* **WHAT IS NEEDED**: For every line of the records below that holds "match", add one. Give only the final total.

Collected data
▬▬▬▬▬▬

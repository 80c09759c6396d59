/// Data records returned by the lnd REST API.
///
/// lnd serializes proto3 64-bit integers as JSON strings, so the wider
/// numeric fields deserialize through `de_i64`/`de_u64` which accept both.

use serde::{Deserialize, Deserializer};

#[derive(Debug, Deserialize)]
#[serde(untagged)]
enum NumOrString<T> {
    Num(T),
    Str(String),
}

pub fn de_i64<'de, D: Deserializer<'de>>(d: D) -> Result<i64, D::Error> {
    match NumOrString::<i64>::deserialize(d)? {
        NumOrString::Num(n) => Ok(n),
        NumOrString::Str(s) => s.parse().map_err(serde::de::Error::custom),
    }
}

pub fn de_u64<'de, D: Deserializer<'de>>(d: D) -> Result<u64, D::Error> {
    match NumOrString::<u64>::deserialize(d)? {
        NumOrString::Num(n) => Ok(n),
        NumOrString::Str(s) => s.parse().map_err(serde::de::Error::custom),
    }
}

#[derive(Debug, Clone, Default, Deserialize)]
pub struct NodeInfo {
    #[serde(default)]
    pub alias: String,
    #[serde(default)]
    pub identity_pubkey: String,
    #[serde(default)]
    pub version: String,
    #[serde(default)]
    pub block_height: u32,
    #[serde(default)]
    pub num_peers: u32,
    #[serde(default)]
    pub num_active_channels: u32,
    #[serde(default)]
    pub num_pending_channels: u32,
    #[serde(default)]
    pub synced_to_chain: bool,
}

#[derive(Debug, Clone, Default, Deserialize)]
pub struct WalletBalance {
    #[serde(default, deserialize_with = "de_i64")]
    pub total_balance: i64,
    #[serde(default, deserialize_with = "de_i64")]
    pub confirmed_balance: i64,
    #[serde(default, deserialize_with = "de_i64")]
    pub unconfirmed_balance: i64,
}

#[derive(Debug, Clone, Default, Deserialize)]
pub struct Channel {
    #[serde(default)]
    pub active: bool,
    #[serde(default)]
    pub remote_pubkey: String,
    #[serde(default, deserialize_with = "de_i64")]
    pub capacity: i64,
    #[serde(default, deserialize_with = "de_i64")]
    pub local_balance: i64,
    #[serde(default, deserialize_with = "de_i64")]
    pub remote_balance: i64,
    #[serde(default, deserialize_with = "de_i64")]
    pub total_satoshis_sent: i64,
    #[serde(default, deserialize_with = "de_i64")]
    pub total_satoshis_received: i64,
    #[serde(default, deserialize_with = "de_u64")]
    pub num_updates: u64,
}

#[derive(Debug, Clone, Default, Deserialize)]
pub struct Peer {
    #[serde(default)]
    pub pub_key: String,
    #[serde(default)]
    pub address: String,
    #[serde(default, deserialize_with = "de_u64")]
    pub bytes_sent: u64,
    #[serde(default, deserialize_with = "de_u64")]
    pub bytes_recv: u64,
    #[serde(default, deserialize_with = "de_i64")]
    pub sat_sent: i64,
    #[serde(default, deserialize_with = "de_i64")]
    pub sat_recv: i64,
    #[serde(default, deserialize_with = "de_i64")]
    pub ping_time: i64,
}

#[derive(Debug, Clone, Default, Deserialize)]
pub struct PendingChannel {
    #[serde(default)]
    pub remote_node_pub: String,
    #[serde(default)]
    pub channel_point: String,
    #[serde(default, deserialize_with = "de_i64")]
    pub capacity: i64,
    #[serde(default, deserialize_with = "de_i64")]
    pub local_balance: i64,
    #[serde(default, deserialize_with = "de_i64")]
    pub remote_balance: i64,
}

#[derive(Debug, Clone, Default, Deserialize)]
pub struct Invoice {
    #[serde(default)]
    pub memo: String,
    #[serde(default, deserialize_with = "de_i64")]
    pub value: i64,
    #[serde(default)]
    pub settled: bool,
    #[serde(default, deserialize_with = "de_i64")]
    pub creation_date: i64,
    #[serde(default, deserialize_with = "de_i64")]
    pub settle_date: i64,
}

#[derive(Debug, Clone, Default, Deserialize)]
pub struct Payment {
    #[serde(default)]
    pub payment_hash: String,
    #[serde(default, deserialize_with = "de_i64")]
    pub value_sat: i64,
    #[serde(default, deserialize_with = "de_i64")]
    pub fee_sat: i64,
    #[serde(default, deserialize_with = "de_i64")]
    pub creation_date: i64,
    #[serde(default)]
    pub status: String,
}

#[derive(Debug, Clone, Default, Deserialize)]
pub struct WalletTx {
    #[serde(default, deserialize_with = "de_i64")]
    pub amount: i64,
    #[serde(default)]
    pub num_confirmations: i32,
    #[serde(default)]
    pub block_height: i32,
    #[serde(default, deserialize_with = "de_i64")]
    pub total_fees: i64,
    #[serde(default, deserialize_with = "de_i64")]
    pub time_stamp: i64,
    #[serde(default)]
    pub tx_hash: String,
    #[serde(default)]
    pub block_hash: String,
    #[serde(default)]
    pub dest_addresses: Vec<String>,
}

// REST list responses wrap their payloads in a single field.

#[derive(Debug, Default, Deserialize)]
pub struct ChannelsResponse {
    #[serde(default)]
    pub channels: Vec<Channel>,
}

#[derive(Debug, Default, Deserialize)]
pub struct PeersResponse {
    #[serde(default)]
    pub peers: Vec<Peer>,
}

#[derive(Debug, Default, Deserialize)]
pub struct PendingChannelsResponse {
    #[serde(default)]
    pub pending_open_channels: Vec<PendingWrapper>,
    #[serde(default)]
    pub pending_force_closing_channels: Vec<PendingWrapper>,
    #[serde(default)]
    pub waiting_close_channels: Vec<PendingWrapper>,
}

impl PendingChannelsResponse {
    /// Flatten the per-state buckets into one display list, open first.
    pub fn into_channels(self) -> Vec<PendingChannel> {
        self.pending_open_channels
            .into_iter()
            .chain(self.pending_force_closing_channels)
            .chain(self.waiting_close_channels)
            .map(|w| w.channel)
            .collect()
    }
}

#[derive(Debug, Default, Deserialize)]
pub struct PendingWrapper {
    #[serde(default)]
    pub channel: PendingChannel,
}

#[derive(Debug, Default, Deserialize)]
pub struct InvoicesResponse {
    #[serde(default)]
    pub invoices: Vec<Invoice>,
}

#[derive(Debug, Default, Deserialize)]
pub struct PaymentsResponse {
    #[serde(default)]
    pub payments: Vec<Payment>,
}

#[derive(Debug, Default, Deserialize)]
pub struct TransactionsResponse {
    #[serde(default)]
    pub transactions: Vec<WalletTx>,
}

#[derive(Debug, Default, Deserialize)]
pub struct NewAddressResponse {
    #[serde(default)]
    pub address: String,
}
pub mod form;
pub mod grid;

pub use form::{FieldSpec, FormOutcome, FormState};
pub use grid::{Cell, CellKind, Column, DataGrid};
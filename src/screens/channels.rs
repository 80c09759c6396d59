/// Channel list view

use crossterm::event::{KeyCode, KeyModifiers};
use ratatui::{layout::Rect, Frame};

use crate::core::logbuf::LogEntry;
use crate::core::status::NodeStatus;
use crate::keys::{KeyAction, KeyHandle};
use crate::screens::{render_grid_view, View, ViewId};
use crate::theme::Theme;
use crate::widgets::{Cell, CellKind, DataGrid};

const SHORTCUTS: &[KeyHandle] = &[
    KeyHandle::new(
        "Scroll Up",
        "Up",
        KeyCode::Up,
        KeyModifiers::NONE,
        KeyAction::SelectionUp,
        false,
    ),
    KeyHandle::new(
        "Scroll Down",
        "Down",
        KeyCode::Down,
        KeyModifiers::NONE,
        KeyAction::SelectionDown,
        false,
    ),
];

pub struct ChannelListView {
    grid: DataGrid,
}

impl ChannelListView {
    pub fn new() -> Self {
        let mut grid = DataGrid::new("[Channels]");
        grid.add_column("Active", 6, CellKind::Text);
        grid.add_column("Remote key", 0, CellKind::Text);
        grid.add_column("Capacity", 12, CellKind::Int);
        grid.add_column("Local", 12, CellKind::Int);
        grid.add_column("Remote", 12, CellKind::Int);
        grid.add_column("Sent", 12, CellKind::Int);
        grid.add_column("Received", 12, CellKind::Int);
        grid.add_column("Updates", 10, CellKind::Int);
        Self { grid }
    }
}

impl Default for ChannelListView {
    fn default() -> Self {
        Self::new()
    }
}

impl View for ChannelListView {
    fn id(&self) -> ViewId {
        ViewId::Channels
    }

    fn shortcuts(&self) -> &[KeyHandle] {
        SHORTCUTS
    }

    fn grid_mut(&mut self) -> &mut DataGrid {
        &mut self.grid
    }

    fn reload(&mut self, status: &NodeStatus, _logs: &[LogEntry]) {
        let rows = status
            .channels
            .iter()
            .map(|c| {
                vec![
                    Cell::Text(if c.active { "yes" } else { "no" }.to_string()),
                    Cell::Text(c.remote_pubkey.clone()),
                    Cell::Int(c.capacity),
                    Cell::Int(c.local_balance),
                    Cell::Int(c.remote_balance),
                    Cell::Int(c.total_satoshis_sent),
                    Cell::Int(c.total_satoshis_received),
                    Cell::Int(c.num_updates as i64),
                ]
            })
            .collect();
        self.grid.set_rows(rows);
    }

    fn render(&mut self, frame: &mut Frame, area: Rect, theme: &Theme) {
        render_grid_view(&mut self.grid, None, frame, area, theme);
    }
}

#[cfg(test)]
mod tests {
    use super::*;
    use crate::core::records::Channel;

    #[test]
    fn reload_replaces_rows_wholesale() {
        let mut view = ChannelListView::new();
        let mut status = NodeStatus::new(ViewId::Channels);
        status.channels = vec![
            Channel {
                active: true,
                remote_pubkey: "02aa".into(),
                capacity: 1_000_000,
                ..Default::default()
            },
            Channel {
                remote_pubkey: "03bb".into(),
                ..Default::default()
            },
        ];
        view.reload(&status, &[]);
        assert_eq!(view.grid_mut().row_count(), 2);
        assert_eq!(
            view.grid_mut().rows()[0][0],
            Cell::Text("yes".to_string())
        );
        assert_eq!(view.grid_mut().rows()[1][0], Cell::Text("no".to_string()));

        status.channels.truncate(1);
        view.reload(&status, &[]);
        assert_eq!(view.grid_mut().row_count(), 1);
    }
}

▬▬▬▬▬▬

* **RESULT BELOW**: 2